Problem details:
Look through the records that follow. Copy every line containing the word "display".
--- Given records ---
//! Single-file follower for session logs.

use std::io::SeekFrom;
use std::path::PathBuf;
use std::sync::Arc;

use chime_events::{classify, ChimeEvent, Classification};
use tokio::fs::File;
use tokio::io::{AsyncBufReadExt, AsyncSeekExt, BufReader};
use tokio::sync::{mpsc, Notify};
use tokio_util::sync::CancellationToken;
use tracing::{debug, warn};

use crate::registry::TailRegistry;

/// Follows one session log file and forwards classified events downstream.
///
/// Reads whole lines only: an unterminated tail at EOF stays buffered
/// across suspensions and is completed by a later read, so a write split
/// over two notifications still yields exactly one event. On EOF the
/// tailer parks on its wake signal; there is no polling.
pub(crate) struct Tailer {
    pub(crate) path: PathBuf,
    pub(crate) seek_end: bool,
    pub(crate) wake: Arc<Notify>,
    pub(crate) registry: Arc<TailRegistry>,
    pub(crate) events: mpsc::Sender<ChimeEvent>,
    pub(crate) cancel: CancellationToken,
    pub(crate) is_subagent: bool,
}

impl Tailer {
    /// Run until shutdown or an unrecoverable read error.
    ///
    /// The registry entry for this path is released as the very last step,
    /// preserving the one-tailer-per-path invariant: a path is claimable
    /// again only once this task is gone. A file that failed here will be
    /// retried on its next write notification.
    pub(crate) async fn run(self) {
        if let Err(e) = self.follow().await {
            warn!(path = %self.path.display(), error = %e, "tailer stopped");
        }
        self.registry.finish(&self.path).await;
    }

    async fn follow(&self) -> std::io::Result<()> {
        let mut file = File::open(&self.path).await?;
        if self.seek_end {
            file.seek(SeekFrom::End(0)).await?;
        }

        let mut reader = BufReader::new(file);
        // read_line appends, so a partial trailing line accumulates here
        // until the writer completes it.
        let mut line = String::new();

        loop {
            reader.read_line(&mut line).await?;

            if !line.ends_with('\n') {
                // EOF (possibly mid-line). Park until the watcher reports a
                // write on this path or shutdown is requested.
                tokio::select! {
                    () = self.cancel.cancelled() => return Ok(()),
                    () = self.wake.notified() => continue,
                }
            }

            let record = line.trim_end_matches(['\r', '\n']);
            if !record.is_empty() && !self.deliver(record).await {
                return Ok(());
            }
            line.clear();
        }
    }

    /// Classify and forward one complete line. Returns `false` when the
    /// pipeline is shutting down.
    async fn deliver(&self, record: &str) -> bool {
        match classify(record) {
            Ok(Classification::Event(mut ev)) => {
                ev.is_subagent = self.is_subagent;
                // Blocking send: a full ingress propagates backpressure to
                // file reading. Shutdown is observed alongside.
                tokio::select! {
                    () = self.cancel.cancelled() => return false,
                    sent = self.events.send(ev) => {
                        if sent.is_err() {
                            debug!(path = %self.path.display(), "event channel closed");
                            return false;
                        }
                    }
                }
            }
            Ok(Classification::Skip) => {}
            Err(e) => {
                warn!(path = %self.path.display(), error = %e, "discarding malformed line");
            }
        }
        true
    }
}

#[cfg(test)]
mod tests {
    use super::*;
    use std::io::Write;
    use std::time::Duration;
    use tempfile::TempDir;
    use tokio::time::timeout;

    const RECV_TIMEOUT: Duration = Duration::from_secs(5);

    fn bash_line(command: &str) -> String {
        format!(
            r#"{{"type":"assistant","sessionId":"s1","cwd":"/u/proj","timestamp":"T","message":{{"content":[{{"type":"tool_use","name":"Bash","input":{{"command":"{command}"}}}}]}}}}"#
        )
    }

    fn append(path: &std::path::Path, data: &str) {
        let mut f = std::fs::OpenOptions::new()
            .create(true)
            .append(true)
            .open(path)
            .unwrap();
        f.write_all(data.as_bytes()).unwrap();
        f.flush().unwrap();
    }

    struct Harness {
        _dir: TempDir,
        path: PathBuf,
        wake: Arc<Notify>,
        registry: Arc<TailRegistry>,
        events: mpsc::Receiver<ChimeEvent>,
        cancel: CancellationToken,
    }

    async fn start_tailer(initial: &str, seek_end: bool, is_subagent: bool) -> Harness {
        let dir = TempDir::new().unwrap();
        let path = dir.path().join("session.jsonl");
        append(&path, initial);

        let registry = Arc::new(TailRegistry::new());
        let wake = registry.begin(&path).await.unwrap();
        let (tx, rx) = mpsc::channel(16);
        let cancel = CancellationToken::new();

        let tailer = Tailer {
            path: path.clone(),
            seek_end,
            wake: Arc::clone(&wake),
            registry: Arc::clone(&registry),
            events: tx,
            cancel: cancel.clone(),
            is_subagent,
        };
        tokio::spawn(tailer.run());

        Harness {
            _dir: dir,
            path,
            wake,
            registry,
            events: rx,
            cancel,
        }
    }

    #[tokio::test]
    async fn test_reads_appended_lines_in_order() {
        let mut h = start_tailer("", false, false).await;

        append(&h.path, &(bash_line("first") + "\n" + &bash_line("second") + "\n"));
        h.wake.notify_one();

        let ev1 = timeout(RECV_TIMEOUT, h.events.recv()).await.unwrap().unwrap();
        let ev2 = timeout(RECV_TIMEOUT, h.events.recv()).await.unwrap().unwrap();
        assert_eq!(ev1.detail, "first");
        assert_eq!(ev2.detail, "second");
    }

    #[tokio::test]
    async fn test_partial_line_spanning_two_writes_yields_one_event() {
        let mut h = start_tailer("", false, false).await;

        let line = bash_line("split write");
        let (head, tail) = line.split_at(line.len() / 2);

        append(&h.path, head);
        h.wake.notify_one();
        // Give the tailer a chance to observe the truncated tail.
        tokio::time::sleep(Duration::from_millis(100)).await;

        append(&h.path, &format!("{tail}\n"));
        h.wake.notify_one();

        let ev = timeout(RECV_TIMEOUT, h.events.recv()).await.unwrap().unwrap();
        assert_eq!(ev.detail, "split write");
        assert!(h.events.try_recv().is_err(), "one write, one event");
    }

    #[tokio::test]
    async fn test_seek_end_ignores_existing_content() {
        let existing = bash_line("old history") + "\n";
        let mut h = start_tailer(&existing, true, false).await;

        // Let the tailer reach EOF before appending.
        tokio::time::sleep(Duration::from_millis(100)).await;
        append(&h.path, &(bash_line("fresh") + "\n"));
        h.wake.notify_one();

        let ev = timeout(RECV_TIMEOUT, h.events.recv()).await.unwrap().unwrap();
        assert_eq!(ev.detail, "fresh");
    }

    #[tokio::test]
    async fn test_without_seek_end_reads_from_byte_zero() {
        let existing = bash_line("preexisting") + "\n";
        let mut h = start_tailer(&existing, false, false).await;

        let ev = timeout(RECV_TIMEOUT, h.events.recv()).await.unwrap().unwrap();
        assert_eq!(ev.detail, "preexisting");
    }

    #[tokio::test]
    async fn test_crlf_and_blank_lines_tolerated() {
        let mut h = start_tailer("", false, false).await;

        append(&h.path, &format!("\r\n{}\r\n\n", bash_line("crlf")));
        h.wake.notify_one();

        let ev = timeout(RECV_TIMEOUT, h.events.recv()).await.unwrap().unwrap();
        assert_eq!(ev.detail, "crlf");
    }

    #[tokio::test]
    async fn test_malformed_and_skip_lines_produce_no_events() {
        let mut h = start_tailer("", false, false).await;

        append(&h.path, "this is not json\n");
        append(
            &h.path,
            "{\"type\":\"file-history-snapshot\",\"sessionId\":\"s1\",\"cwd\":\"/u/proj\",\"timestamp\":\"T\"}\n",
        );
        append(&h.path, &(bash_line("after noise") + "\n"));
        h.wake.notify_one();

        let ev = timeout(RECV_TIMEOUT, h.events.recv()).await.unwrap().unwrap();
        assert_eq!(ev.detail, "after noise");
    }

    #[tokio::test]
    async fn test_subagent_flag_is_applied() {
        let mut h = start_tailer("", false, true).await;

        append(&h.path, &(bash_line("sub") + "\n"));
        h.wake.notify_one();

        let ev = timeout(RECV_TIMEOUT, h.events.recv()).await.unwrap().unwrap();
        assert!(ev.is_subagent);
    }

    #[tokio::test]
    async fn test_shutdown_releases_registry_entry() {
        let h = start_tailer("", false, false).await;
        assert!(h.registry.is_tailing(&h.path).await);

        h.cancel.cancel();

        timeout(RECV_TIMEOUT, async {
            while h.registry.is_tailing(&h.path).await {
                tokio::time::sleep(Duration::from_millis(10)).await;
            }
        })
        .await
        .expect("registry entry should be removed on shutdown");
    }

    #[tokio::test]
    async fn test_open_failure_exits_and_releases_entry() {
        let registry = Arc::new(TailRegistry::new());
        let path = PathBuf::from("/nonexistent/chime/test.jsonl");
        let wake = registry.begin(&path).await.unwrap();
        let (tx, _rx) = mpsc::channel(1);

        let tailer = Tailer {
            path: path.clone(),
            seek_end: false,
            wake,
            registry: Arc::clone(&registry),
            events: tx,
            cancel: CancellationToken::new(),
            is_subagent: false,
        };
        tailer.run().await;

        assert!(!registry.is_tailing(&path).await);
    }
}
---
--- Given records ---
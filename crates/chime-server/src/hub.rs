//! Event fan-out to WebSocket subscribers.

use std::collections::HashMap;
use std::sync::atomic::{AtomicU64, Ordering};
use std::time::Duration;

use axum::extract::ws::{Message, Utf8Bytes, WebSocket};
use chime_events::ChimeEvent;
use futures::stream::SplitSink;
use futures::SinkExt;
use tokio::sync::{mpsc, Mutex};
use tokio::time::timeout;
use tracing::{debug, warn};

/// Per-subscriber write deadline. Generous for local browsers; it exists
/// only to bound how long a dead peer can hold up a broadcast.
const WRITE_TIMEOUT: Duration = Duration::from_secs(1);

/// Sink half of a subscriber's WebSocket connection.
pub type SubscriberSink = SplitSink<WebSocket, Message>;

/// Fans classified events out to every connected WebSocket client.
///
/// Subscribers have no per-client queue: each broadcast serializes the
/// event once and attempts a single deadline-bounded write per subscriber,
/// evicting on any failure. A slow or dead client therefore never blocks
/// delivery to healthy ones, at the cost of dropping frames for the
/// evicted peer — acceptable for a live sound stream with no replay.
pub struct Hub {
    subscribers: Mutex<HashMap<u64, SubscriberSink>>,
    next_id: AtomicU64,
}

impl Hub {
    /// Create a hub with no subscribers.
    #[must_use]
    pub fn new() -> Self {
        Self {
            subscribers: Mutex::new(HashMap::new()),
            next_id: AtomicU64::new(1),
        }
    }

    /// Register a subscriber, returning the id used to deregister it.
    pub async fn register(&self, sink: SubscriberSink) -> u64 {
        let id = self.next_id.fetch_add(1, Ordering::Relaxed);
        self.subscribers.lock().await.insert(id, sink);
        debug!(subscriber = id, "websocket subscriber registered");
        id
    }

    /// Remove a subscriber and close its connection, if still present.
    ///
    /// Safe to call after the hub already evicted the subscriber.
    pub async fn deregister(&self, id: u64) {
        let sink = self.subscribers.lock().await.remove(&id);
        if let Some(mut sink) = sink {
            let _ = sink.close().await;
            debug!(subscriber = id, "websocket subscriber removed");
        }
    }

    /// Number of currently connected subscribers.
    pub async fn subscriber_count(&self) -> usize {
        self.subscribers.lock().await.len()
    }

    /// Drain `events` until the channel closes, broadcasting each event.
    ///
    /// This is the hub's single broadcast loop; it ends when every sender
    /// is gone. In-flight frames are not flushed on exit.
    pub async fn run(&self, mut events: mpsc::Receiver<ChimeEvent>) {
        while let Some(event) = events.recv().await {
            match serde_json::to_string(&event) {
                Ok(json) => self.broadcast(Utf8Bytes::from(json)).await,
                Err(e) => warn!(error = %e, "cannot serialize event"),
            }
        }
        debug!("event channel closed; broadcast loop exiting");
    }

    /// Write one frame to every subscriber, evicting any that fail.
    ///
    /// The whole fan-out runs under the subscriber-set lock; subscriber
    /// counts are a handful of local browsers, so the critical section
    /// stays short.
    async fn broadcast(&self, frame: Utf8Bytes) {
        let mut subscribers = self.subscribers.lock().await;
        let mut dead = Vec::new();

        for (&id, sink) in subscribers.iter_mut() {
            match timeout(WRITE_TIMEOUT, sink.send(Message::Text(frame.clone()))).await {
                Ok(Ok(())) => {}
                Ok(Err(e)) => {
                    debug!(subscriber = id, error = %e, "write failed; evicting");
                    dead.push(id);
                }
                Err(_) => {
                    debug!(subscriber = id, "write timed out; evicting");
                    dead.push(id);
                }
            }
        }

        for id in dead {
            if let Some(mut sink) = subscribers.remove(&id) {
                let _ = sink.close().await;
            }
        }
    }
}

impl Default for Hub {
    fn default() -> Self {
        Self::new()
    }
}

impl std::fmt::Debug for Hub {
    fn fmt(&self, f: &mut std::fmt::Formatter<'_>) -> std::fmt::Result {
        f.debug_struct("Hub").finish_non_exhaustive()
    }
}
---
--- Given records ---
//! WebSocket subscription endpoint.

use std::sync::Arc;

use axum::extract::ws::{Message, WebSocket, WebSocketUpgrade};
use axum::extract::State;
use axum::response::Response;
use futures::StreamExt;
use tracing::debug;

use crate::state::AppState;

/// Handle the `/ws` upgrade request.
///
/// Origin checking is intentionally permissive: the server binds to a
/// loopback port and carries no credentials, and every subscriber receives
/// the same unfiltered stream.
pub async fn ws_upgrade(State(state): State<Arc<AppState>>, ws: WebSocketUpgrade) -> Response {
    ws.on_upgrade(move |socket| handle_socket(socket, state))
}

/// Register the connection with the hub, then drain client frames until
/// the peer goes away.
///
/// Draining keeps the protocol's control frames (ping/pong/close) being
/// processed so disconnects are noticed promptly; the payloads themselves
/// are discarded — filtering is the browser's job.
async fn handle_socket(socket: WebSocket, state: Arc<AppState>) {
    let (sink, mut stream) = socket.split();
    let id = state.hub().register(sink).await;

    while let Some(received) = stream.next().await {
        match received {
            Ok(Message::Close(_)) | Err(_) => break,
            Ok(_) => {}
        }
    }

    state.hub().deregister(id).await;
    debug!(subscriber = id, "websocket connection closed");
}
---
Task output:
            warn!(path = %self.path.display(), error = %e, "tailer stopped");
                            debug!(path = %self.path.display(), "event channel closed");
                warn!(path = %self.path.display(), error = %e, "discarding malformed line");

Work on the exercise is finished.